By JONATHAN POWELL in London | China Daily Global | Updated: 2021-04-06 09:00

People queue outside a coronavirus disease (COVID-19) test centre at London Bridge Station, in London, Britain, April 5, 2021. [Photo/Agencies]

Rapid free testing to boost recovery but Europe still battling rising cases 

The United Kingdom will introduce rapid free tests for COVID-19 as it continues on its path toward reopening its economy, while the rest of Europe battles rising infection rates.

Britain's Prime Minister Boris Johnson was due to set out plans to relaunch international travel on Monday when he updated the government's road map out of lockdown.

In a press release ahead of a news conference, Johnson said: "Massive efforts have been made by the British public to stop the spread of the virus.

"As we continue to make good progress on our vaccine program and with our road map to cautiously easing restrictions underway, regular rapid testing is even more important to make sure those efforts are not wasted.

"That's why we're now rolling out free rapid tests to everyone across England-helping us to stop outbreaks in their tracks, so we can get back to seeing the people we love and doing the things we enjoy."

The government said free testing would "pave the way for businesses and society reopening", and that anyone will be able to access free, rapid lateral fl ow tests, known as LFDs, "for themselves and their families to use twice a week, in line with clinical guidance".

So far, rapid testing has been available to those most at risk and people who need to leave home for work, including frontline health workers, care home staff and residents, and schoolchildren and their families.

The prime minister was also expected to confirm the next stage of easing restrictions in the UK will happen on April 12, when non-essential shops can reopen and pubs and restaurants can start serving outdoors, and that next month a "traffic light" system for foreign travel will be introduced.

Health Minister Edward Argar said on the BBC's Breakfast on Monday that the government was acting "very carefully and cautiously" on foreign travel due to the risk of importing new variants.

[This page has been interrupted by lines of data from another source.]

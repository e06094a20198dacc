//! Binary schema codec.
//!
//! Property records are stored as small offset-addressed tables. Every field
//! is identified by a *slot*, the stable `VT_*` offset published for the
//! record, and carries a one-byte kind tag so readers can reject a field whose
//! stored type disagrees with what they expect.
//!
//! # Wire layout
//!
//! All integers are little-endian.
//!
//! ```text
//! header     magic "OXTB" | version u16 | flags u16 | root u32
//! directory  count u16 | reserved u16 | count x entry
//! entry      slot u16 | kind u8 | reserved u8 | data_offset u32 | data_len u32
//! data       payloads in ascending slot order
//! ```
//!
//! Decoding checks only the header and that the directory fits inside the
//! buffer. Each field is bounds-checked when it is read, so a damaged field
//! never prevents reading the others.
//!
//! Slots are append-only: once a slot has been published for a record it is
//! never reused for a different field. Readers skip slots they do not know and
//! absent slots resolve to the record's documented default.
//!
//! # Example
//!
//! ```
//! use officekit::schema::{BinaryTable, TableBuilder};
//!
//! let mut builder = TableBuilder::new();
//! builder.set(4, &"Quarterly report".to_string())?;
//! builder.set(6, &true)?;
//! let bytes = builder.finish()?;
//!
//! let table = BinaryTable::decode(bytes)?;
//! assert_eq!(table.get::<String>(4)?.as_deref(), Some("Quarterly report"));
//! assert_eq!(table.get::<bool>(6)?, Some(true));
//! assert_eq!(table.get::<bool>(8)?, None);
//! # Ok::<(), officekit::schema::SchemaError>(())
//! ```

pub mod builder;
pub mod error;
pub mod field;
pub mod table;

pub use builder::TableBuilder;
pub use error::{Result, SchemaError};
pub use field::{FieldKind, FieldType, RawField};
pub use table::BinaryTable;

/// Magic bytes at the start of every encoded table.
pub const MAGIC: [u8; 4] = *b"OXTB";

/// Format version written by this crate.
pub const FORMAT_VERSION: u16 = 1;

/// Size of the fixed header.
pub const HEADER_LEN: usize = 12;

/// Size of the directory header (count + reserved).
pub const DIRECTORY_HEADER_LEN: usize = 4;

/// Size of one directory entry.
pub const ENTRY_LEN: usize = 12;
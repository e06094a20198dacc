//! The XML parts documents read and write themselves.
//!
//! Everything else in a package is carried through untouched.

pub mod core_xml;
pub mod styles_xml;
pub mod template;
pub mod theme_xml;
pub mod workbook_xml;

use std::fmt::Display;

use quick_xml::Reader;
use quick_xml::escape::resolve_predefined_entity;
use quick_xml::events::{BytesRef, Event};

use crate::common::{Error, Result};

/// Error for a part whose XML cannot be understood.
pub(crate) fn malformed(part: &str, err: impl Display) -> Error {
    Error::MalformedBuffer(format!("{}: {}", part, err))
}

/// Collect the text of the element whose start tag was just read, up to and
/// including its end tag. Text of nested elements is included.
pub(crate) fn read_text(reader: &mut Reader<&[u8]>, part: &str) -> Result<String> {
    let mut text = String::new();
    let mut depth = 0usize;

    loop {
        match reader.read_event().map_err(|e| malformed(part, e))? {
            Event::Text(e) => {
                text.push_str(std::str::from_utf8(e.as_ref()).map_err(|e| malformed(part, e))?)
            },
            Event::CData(e) => {
                text.push_str(std::str::from_utf8(e.as_ref()).map_err(|e| malformed(part, e))?)
            },
            Event::GeneralRef(e) => text.push_str(&resolve_reference(&e, part)?),
            Event::Start(_) => depth += 1,
            Event::End(_) if depth == 0 => break,
            Event::End(_) => depth -= 1,
            Event::Eof => return Err(malformed(part, "unexpected end of document")),
            _ => {},
        }
    }

    Ok(text)
}

/// Expand `&name;` or `&#N;` appearing in text content.
fn resolve_reference(reference: &BytesRef<'_>, part: &str) -> Result<String> {
    if let Some(ch) = reference
        .resolve_char_ref()
        .map_err(|e| malformed(part, e))?
    {
        return Ok(ch.to_string());
    }

    let name = std::str::from_utf8(reference).map_err(|e| malformed(part, e))?;
    resolve_predefined_entity(name)
        .map(str::to_string)
        .ok_or_else(|| malformed(part, format!("unknown entity &{};", name)))
}

/// The `prefix:` of a qualified element name, or an empty string.
pub(crate) fn prefix_of(qualified: &[u8]) -> &str {
    qualified
        .iter()
        .position(|&b| b == b':')
        .and_then(|pos| std::str::from_utf8(&qualified[..=pos]).ok())
        .unwrap_or("")
}

#[cfg(test)]
mod tests {
    use super::*;

    fn text_of(xml: &str) -> Result<String> {
        let mut reader = Reader::from_str(xml);
        loop {
            match reader.read_event().map_err(|e| malformed("test", e))? {
                Event::Start(_) => return read_text(&mut reader, "test"),
                Event::Eof => return Err(malformed("test", "no element")),
                _ => {},
            }
        }
    }

    #[test]
    fn test_read_text_resolves_references() {
        assert_eq!(
            text_of("<t>Q1 &amp; Q2 &#x263A; &lt;draft&gt;</t>").unwrap(),
            "Q1 & Q2 \u{263A} <draft>"
        );
    }

    #[test]
    fn test_read_text_keeps_inner_whitespace_and_cdata() {
        assert_eq!(text_of("<t>  a <![CDATA[<b>]]> c </t>").unwrap(), "  a <b> c ");
    }

    #[test]
    fn test_read_text_unterminated() {
        assert!(matches!(text_of("<t>open"), Err(Error::MalformedBuffer(_))));
    }

    #[test]
    fn test_prefix_of() {
        assert_eq!(prefix_of(b"a:dk1"), "a:");
        assert_eq!(prefix_of(b"sheets"), "");
    }
}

Foreign travel, which is currently banned in the UK with fines in place to discourage it, could be restarted with the use of COVID-19 certificates, he said. As it stands, the earliest date people in England could go abroad for a holiday would be May 17.

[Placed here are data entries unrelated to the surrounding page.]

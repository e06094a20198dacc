/// Part names inside an OPC package.
///
/// A part name always starts with a forward slash and uses forward slashes
/// as separators. The ZIP member name is the same string without the
/// leading slash.
#[derive(Debug, Clone, PartialEq, Eq, PartialOrd, Ord, Hash)]
pub struct PackURI {
    /// The full pack URI string (e.g., "/xl/workbook.xml")
    uri: String,
}

/// The package pseudo-partname, source of package-level relationships
pub const PACKAGE_URI: &str = "/";

/// Part name of the content types item
pub const CONTENT_TYPES_URI: &str = "/[Content_Types].xml";

impl PackURI {
    /// Create a new PackURI from a string.
    ///
    /// # Arguments
    /// * `uri` - The URI string, which must begin with a forward slash
    ///
    /// # Returns
    /// * `Err` if the URI does not start with a forward slash
    pub fn new<S: Into<String>>(uri: S) -> Result<Self, String> {
        let uri = uri.into();
        if !uri.starts_with('/') {
            return Err(format!("PackURI must begin with slash, got '{}'", uri));
        }
        Ok(PackURI { uri })
    }

    /// The part name stored under a ZIP member name.
    pub fn from_membername(name: &str) -> Result<Self, String> {
        Self::new(format!("/{}", name.trim_start_matches('/')))
    }

    /// Resolve a relationship target against the directory of its source.
    ///
    /// `("/xl", "worksheets/sheet1.xml")` gives `/xl/worksheets/sheet1.xml`;
    /// `("/ppt/slides", "../theme/theme1.xml")` gives `/ppt/theme/theme1.xml`.
    /// Absolute targets ignore the base.
    pub fn from_rel_ref(base_uri: &str, relative_ref: &str) -> Result<Self, String> {
        let joined = if relative_ref.starts_with('/') {
            relative_ref.to_string()
        } else if base_uri.ends_with('/') {
            format!("{}{}", base_uri, relative_ref)
        } else {
            format!("{}/{}", base_uri, relative_ref)
        };

        let mut segments: Vec<&str> = Vec::new();
        for segment in joined.split('/') {
            match segment {
                "" | "." => {},
                ".." => {
                    if segments.pop().is_none() {
                        return Err(format!(
                            "'{}' escapes the package root from '{}'",
                            relative_ref, base_uri
                        ));
                    }
                },
                name => segments.push(name),
            }
        }
        Self::new(format!("/{}", segments.join("/")))
    }

    /// Directory portion, e.g. "/xl/worksheets" for "/xl/worksheets/sheet1.xml".
    /// The package pseudo-partname and top-level parts give "/".
    pub fn base_uri(&self) -> &str {
        match self.uri.rfind('/') {
            Some(0) | None => "/",
            Some(pos) => &self.uri[..pos],
        }
    }

    /// Last path segment, e.g. "sheet1.xml". Empty for "/".
    pub fn filename(&self) -> &str {
        self.uri
            .rfind('/')
            .map(|pos| &self.uri[pos + 1..])
            .unwrap_or("")
    }

    /// Extension without the period, e.g. "xml".
    pub fn ext(&self) -> &str {
        let filename = self.filename();
        filename
            .rfind('.')
            .map(|pos| &filename[pos + 1..])
            .unwrap_or("")
    }

    /// The ZIP member name (URI with the leading slash stripped).
    pub fn membername(&self) -> &str {
        &self.uri[1..]
    }

    /// Relative reference from `base_uri` to this part, as stored in a
    /// relationship `Target`.
    pub fn relative_ref(&self, base_uri: &str) -> String {
        if base_uri == PACKAGE_URI {
            return self.membername().to_string();
        }

        let from: Vec<&str> = base_uri.split('/').filter(|s| !s.is_empty()).collect();
        let to: Vec<&str> = self.uri.split('/').filter(|s| !s.is_empty()).collect();
        let common = from
            .iter()
            .zip(to.iter())
            .take_while(|(a, b)| a == b)
            .count();

        let mut segments = vec![".."; from.len() - common];
        segments.extend(&to[common..]);
        segments.join("/")
    }

    /// The part holding this part's relationships,
    /// e.g. "/xl/_rels/workbook.xml.rels".
    pub fn rels_uri(&self) -> PackURI {
        let rels = format!("_rels/{}.rels", self.filename());
        let uri = match self.base_uri() {
            PACKAGE_URI => format!("/{}", rels),
            base => format!("{}/{}", base, rels),
        };
        PackURI { uri }
    }

    /// Whether this is a relationships part.
    pub fn is_rels(&self) -> bool {
        self.ext().eq_ignore_ascii_case("rels") && self.base_uri().ends_with("_rels")
    }

    pub fn as_str(&self) -> &str {
        &self.uri
    }
}

impl std::fmt::Display for PackURI {
    fn fmt(&self, f: &mut std::fmt::Formatter<'_>) -> std::fmt::Result {
        f.write_str(&self.uri)
    }
}

impl AsRef<str> for PackURI {
    fn as_ref(&self) -> &str {
        &self.uri
    }
}

#[cfg(test)]
mod tests {
    use super::*;

    #[test]
    fn test_components() {
        let uri = PackURI::new("/xl/worksheets/sheet1.xml").unwrap();
        assert_eq!(uri.base_uri(), "/xl/worksheets");
        assert_eq!(uri.filename(), "sheet1.xml");
        assert_eq!(uri.ext(), "xml");
        assert_eq!(uri.membername(), "xl/worksheets/sheet1.xml");
        assert!(PackURI::new("xl/workbook.xml").is_err());
    }

    #[test]
    fn test_package_root() {
        let root = PackURI::new(PACKAGE_URI).unwrap();
        assert_eq!(root.base_uri(), "/");
        assert_eq!(root.filename(), "");
        assert_eq!(root.rels_uri().as_str(), "/_rels/.rels");
    }

    #[test]
    fn test_from_rel_ref() {
        let uri = PackURI::from_rel_ref("/ppt/slideMasters", "../theme/theme1.xml").unwrap();
        assert_eq!(uri.as_str(), "/ppt/theme/theme1.xml");
        let uri = PackURI::from_rel_ref("/", "word/document.xml").unwrap();
        assert_eq!(uri.as_str(), "/word/document.xml");
        let uri = PackURI::from_rel_ref("/xl", "/xl/styles.xml").unwrap();
        assert_eq!(uri.as_str(), "/xl/styles.xml");
        assert!(PackURI::from_rel_ref("/", "../../evil.xml").is_err());
    }

    #[test]
    fn test_relative_ref_round_trips() {
        let target = PackURI::new("/ppt/theme/theme1.xml").unwrap();
        let rel = target.relative_ref("/ppt/slideMasters");
        assert_eq!(rel, "../theme/theme1.xml");
        assert_eq!(
            PackURI::from_rel_ref("/ppt/slideMasters", &rel).unwrap(),
            target
        );
        assert_eq!(target.relative_ref("/"), "ppt/theme/theme1.xml");
    }

    #[test]
    fn test_rels_uri() {
        let uri = PackURI::new("/xl/workbook.xml").unwrap();
        let rels = uri.rels_uri();
        assert_eq!(rels.as_str(), "/xl/_rels/workbook.xml.rels");
        assert!(rels.is_rels());
        assert!(!uri.is_rels());
    }
}
//! Unified error type for officekit.
//!
//! Layer-specific errors (binary schema, OPC package) convert into this type
//! so every public operation returns the same `Result`.
use thiserror::Error;

/// Main error type for officekit operations.
#[derive(Error, Debug)]
pub enum Error {
    /// IO error, including failed saves
    #[error("IO error: {0}")]
    Io(#[from] std::io::Error),

    /// Input bytes are structurally invalid
    #[error("Malformed buffer: {0}")]
    MalformedBuffer(String),

    /// Input bytes are not the requested document kind
    #[error("Unsupported format: {0}")]
    UnsupportedFormat(String),

    /// A schema field points outside its buffer or the schema
    #[error("Field at slot {slot} is out of range: {reason}")]
    FieldOutOfRange { slot: u16, reason: String },

    /// A schema field holds a different type than requested
    #[error("Type mismatch at slot {slot}: expected {expected}, found {found}")]
    TypeMismatch {
        slot: u16,
        expected: String,
        found: String,
    },

    /// A sheet with this name already exists
    #[error("Sheet name already exists: {0}")]
    DuplicateName(String),

    /// Sheet or part not found
    #[error("Not found: {0}")]
    NotFound(String),

    /// The operation would leave the document invalid
    #[error("Invalid operation: {0}")]
    InvalidOperation(String),
}

impl Error {
    /// Status code reported across the C boundary.
    pub fn status_code(&self) -> StatusCode {
        match self {
            Error::Io(e) if e.kind() == std::io::ErrorKind::NotFound => StatusCode::FileNotFound,
            Error::Io(_) => StatusCode::IoError,
            Error::MalformedBuffer(_)
            | Error::FieldOutOfRange { .. }
            | Error::TypeMismatch { .. } => StatusCode::FlatBufferError,
            Error::UnsupportedFormat(_)
            | Error::DuplicateName(_)
            | Error::NotFound(_)
            | Error::InvalidOperation(_) => StatusCode::InvalidArgument,
        }
    }
}

/// Result codes of the C-callable surface.
#[derive(Debug, Clone, Copy, PartialEq, Eq)]
#[repr(i8)]
pub enum StatusCode {
    UnknownError = -1,
    Success = 0,
    InvalidArgument = 1,
    FlatBufferError = 2,
    FileNotFound = 3,
    IoError = 4,
}

/// Result type for officekit operations.
pub type Result<T> = std::result::Result<T, Error>;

Argar admitted that plans for such vaccine passports are an "unpalatable" but useful way to speed up the reopening of society.

The Financial Times reported on Sunday that hospitalizations and deaths from COVID-19 are increasing in nations across Europe.

Countries are fighting "a more infectious variant, a shortage of vaccines and public weariness with lockdowns", it said.

The prime minister of France, Jean Castex, said on Thursday "the epidemic is spreading fast, and it's spreading everywhere".French hospitals warned they will soon be forced to prioritize which patients to treat, the Daily Telegraph reported.

President Emmanuel Macron announced the nation's third national lockdown last week as it battles the surge in cases. It means travel restrictions and school closures, and extends a 7pm-6am curfew.

Castex said new cases had risen 55 percent in the space of two weeks. The FT reported that in the same time frame, Belgium has noted a rise in cases of 95 percent and Netherlands has recorded an increase of 48 percent.

In Germany, there has been a rise of 75 percent, and the FT said the situation "was deteriorating" in Italy and Spain, and that Eastern Europe has been hit hard also.